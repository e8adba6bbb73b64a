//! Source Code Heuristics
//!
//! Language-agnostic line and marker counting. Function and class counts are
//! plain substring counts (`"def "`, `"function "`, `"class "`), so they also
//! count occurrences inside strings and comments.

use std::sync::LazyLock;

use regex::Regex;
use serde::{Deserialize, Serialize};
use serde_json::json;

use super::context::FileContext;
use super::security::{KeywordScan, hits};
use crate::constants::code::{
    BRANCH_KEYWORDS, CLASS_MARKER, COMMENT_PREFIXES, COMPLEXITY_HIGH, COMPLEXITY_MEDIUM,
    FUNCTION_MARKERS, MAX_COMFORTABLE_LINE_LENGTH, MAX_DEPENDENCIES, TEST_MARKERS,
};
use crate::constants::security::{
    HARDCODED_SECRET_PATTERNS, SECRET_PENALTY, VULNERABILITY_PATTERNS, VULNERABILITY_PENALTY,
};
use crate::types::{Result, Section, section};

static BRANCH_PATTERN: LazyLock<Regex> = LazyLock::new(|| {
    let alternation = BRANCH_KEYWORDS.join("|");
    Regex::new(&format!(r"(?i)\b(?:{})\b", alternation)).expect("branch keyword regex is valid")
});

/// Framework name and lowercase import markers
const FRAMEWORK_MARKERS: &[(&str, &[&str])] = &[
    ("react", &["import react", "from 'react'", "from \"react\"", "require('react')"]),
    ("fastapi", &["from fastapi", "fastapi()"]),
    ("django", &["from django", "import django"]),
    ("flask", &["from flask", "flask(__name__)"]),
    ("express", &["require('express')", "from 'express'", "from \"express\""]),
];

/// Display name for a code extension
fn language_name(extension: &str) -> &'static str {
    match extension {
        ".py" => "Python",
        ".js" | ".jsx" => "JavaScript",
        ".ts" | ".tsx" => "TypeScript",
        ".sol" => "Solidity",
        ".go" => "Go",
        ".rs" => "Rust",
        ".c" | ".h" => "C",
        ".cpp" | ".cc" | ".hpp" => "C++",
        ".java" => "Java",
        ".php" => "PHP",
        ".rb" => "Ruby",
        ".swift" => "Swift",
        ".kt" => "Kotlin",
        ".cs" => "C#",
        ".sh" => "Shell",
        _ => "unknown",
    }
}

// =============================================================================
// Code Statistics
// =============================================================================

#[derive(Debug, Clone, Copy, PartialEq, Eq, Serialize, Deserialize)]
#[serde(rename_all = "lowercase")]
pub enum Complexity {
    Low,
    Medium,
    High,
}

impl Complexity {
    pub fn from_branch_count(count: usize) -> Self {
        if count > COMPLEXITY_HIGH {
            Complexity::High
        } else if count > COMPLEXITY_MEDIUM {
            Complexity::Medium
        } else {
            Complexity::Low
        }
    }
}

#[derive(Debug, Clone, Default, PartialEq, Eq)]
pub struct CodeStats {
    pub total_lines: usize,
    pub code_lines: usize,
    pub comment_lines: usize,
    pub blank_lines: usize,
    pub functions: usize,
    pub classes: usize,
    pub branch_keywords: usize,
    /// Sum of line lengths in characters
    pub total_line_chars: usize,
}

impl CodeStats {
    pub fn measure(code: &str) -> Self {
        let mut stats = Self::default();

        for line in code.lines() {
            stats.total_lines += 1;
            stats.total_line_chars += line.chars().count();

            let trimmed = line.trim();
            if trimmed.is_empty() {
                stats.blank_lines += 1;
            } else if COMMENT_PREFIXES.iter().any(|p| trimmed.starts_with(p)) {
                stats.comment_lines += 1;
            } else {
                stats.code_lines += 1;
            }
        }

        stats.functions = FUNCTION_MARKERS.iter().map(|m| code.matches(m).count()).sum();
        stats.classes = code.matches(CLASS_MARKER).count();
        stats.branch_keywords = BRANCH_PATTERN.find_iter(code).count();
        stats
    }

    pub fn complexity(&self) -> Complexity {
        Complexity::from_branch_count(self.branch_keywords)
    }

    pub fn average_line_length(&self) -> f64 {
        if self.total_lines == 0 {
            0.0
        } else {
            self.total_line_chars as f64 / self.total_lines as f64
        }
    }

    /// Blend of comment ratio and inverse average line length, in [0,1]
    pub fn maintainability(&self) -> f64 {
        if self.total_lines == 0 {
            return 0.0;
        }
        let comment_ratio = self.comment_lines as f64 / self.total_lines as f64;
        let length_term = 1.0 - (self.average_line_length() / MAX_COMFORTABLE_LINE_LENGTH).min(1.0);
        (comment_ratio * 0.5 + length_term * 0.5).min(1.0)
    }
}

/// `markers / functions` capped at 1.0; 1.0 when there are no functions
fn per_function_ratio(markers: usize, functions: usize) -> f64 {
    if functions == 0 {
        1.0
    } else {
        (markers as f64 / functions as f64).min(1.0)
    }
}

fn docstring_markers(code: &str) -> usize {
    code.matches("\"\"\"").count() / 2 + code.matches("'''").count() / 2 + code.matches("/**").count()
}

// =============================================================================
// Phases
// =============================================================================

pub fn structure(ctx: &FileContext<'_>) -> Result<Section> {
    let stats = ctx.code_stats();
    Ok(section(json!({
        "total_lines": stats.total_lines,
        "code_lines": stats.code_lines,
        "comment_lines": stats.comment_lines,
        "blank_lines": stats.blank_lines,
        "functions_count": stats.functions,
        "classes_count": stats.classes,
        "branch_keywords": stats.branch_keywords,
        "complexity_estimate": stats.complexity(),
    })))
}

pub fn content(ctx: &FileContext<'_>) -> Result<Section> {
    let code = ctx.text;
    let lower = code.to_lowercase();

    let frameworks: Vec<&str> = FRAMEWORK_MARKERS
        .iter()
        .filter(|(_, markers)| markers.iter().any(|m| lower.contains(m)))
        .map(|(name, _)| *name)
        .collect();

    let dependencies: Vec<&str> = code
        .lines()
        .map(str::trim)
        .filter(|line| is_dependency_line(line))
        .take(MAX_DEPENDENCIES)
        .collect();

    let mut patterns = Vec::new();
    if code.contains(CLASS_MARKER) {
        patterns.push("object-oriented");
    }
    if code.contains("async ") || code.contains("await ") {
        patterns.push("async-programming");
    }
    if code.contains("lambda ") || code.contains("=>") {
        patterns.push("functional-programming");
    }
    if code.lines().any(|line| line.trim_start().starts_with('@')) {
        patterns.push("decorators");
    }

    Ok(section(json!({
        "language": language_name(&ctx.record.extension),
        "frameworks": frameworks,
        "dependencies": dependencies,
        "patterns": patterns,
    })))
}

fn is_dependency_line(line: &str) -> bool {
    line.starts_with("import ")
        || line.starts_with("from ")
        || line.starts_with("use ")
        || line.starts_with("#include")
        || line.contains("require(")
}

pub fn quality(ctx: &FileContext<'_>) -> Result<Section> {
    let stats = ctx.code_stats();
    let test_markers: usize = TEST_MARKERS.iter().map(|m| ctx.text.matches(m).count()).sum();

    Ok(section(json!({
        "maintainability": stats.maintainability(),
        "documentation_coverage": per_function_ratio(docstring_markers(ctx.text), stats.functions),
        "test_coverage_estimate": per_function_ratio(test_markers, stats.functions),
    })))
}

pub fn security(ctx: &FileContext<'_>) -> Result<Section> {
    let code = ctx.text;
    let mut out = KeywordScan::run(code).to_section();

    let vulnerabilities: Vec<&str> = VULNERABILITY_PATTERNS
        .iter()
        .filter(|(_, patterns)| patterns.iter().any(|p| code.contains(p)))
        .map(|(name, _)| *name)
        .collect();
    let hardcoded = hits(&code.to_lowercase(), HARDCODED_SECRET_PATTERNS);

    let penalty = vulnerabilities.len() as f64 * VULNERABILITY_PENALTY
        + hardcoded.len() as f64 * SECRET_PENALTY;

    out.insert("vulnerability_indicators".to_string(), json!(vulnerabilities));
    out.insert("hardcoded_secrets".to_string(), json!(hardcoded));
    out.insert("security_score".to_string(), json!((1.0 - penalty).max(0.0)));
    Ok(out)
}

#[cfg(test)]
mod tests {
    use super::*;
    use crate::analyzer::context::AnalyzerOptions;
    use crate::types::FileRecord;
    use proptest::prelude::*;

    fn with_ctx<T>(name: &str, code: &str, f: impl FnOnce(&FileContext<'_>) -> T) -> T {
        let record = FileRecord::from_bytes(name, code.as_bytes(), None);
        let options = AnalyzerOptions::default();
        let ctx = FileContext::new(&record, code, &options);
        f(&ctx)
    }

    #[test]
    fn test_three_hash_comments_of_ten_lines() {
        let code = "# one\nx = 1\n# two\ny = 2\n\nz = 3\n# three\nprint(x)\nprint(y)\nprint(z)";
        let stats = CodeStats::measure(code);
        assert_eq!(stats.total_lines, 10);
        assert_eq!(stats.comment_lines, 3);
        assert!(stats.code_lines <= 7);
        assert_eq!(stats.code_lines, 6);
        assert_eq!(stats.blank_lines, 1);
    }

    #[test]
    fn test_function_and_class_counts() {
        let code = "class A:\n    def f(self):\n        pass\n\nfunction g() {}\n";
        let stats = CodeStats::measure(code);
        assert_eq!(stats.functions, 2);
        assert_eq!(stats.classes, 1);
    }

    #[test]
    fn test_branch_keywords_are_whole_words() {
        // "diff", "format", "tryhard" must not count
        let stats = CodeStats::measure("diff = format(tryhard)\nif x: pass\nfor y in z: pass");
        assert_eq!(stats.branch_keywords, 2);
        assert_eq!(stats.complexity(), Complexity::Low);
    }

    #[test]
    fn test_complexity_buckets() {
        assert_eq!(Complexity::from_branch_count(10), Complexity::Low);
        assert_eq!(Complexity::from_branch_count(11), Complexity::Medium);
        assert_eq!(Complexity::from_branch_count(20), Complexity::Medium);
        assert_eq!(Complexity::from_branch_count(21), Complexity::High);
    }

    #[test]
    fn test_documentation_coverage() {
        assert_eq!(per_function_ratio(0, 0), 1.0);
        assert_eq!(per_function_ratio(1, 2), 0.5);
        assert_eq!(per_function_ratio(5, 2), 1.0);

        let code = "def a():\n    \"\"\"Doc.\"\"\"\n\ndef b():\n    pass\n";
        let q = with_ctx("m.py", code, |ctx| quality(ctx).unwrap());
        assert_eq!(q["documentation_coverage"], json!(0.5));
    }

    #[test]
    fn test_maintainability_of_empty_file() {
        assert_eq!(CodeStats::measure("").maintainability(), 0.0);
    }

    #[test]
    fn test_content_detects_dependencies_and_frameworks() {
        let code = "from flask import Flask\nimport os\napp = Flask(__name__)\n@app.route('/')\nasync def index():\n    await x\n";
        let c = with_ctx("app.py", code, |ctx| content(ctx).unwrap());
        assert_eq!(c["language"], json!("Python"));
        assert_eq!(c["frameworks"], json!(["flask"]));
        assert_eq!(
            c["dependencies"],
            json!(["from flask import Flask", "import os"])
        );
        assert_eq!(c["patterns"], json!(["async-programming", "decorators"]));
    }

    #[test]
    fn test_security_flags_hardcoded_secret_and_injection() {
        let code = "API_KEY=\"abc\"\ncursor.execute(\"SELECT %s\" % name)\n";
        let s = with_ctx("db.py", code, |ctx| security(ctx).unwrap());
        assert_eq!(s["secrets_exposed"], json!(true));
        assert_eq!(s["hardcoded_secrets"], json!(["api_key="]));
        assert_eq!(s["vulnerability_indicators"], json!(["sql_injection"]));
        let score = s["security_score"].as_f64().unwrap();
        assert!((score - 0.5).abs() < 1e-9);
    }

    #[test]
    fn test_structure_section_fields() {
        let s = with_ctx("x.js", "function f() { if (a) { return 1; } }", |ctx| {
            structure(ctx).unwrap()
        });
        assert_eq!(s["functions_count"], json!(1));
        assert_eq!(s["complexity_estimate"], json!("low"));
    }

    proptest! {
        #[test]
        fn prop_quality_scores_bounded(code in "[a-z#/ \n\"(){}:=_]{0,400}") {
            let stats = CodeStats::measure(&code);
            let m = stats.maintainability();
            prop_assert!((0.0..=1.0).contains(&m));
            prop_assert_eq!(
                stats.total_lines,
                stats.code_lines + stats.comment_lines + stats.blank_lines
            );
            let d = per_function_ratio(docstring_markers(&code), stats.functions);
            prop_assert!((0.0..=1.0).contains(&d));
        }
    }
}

****************************************

Assignment: From the first line of the listing above through the line that contains "so they also", retype every line exactly, and write nothing else.

Response to the task:
repository e8adba6bbb73b64a
//! Source Code Heuristics
//!
//! Language-agnostic line and marker counting. Function and class counts are
//! plain substring counts (`"def "`, `"function "`, `"class "`), so they also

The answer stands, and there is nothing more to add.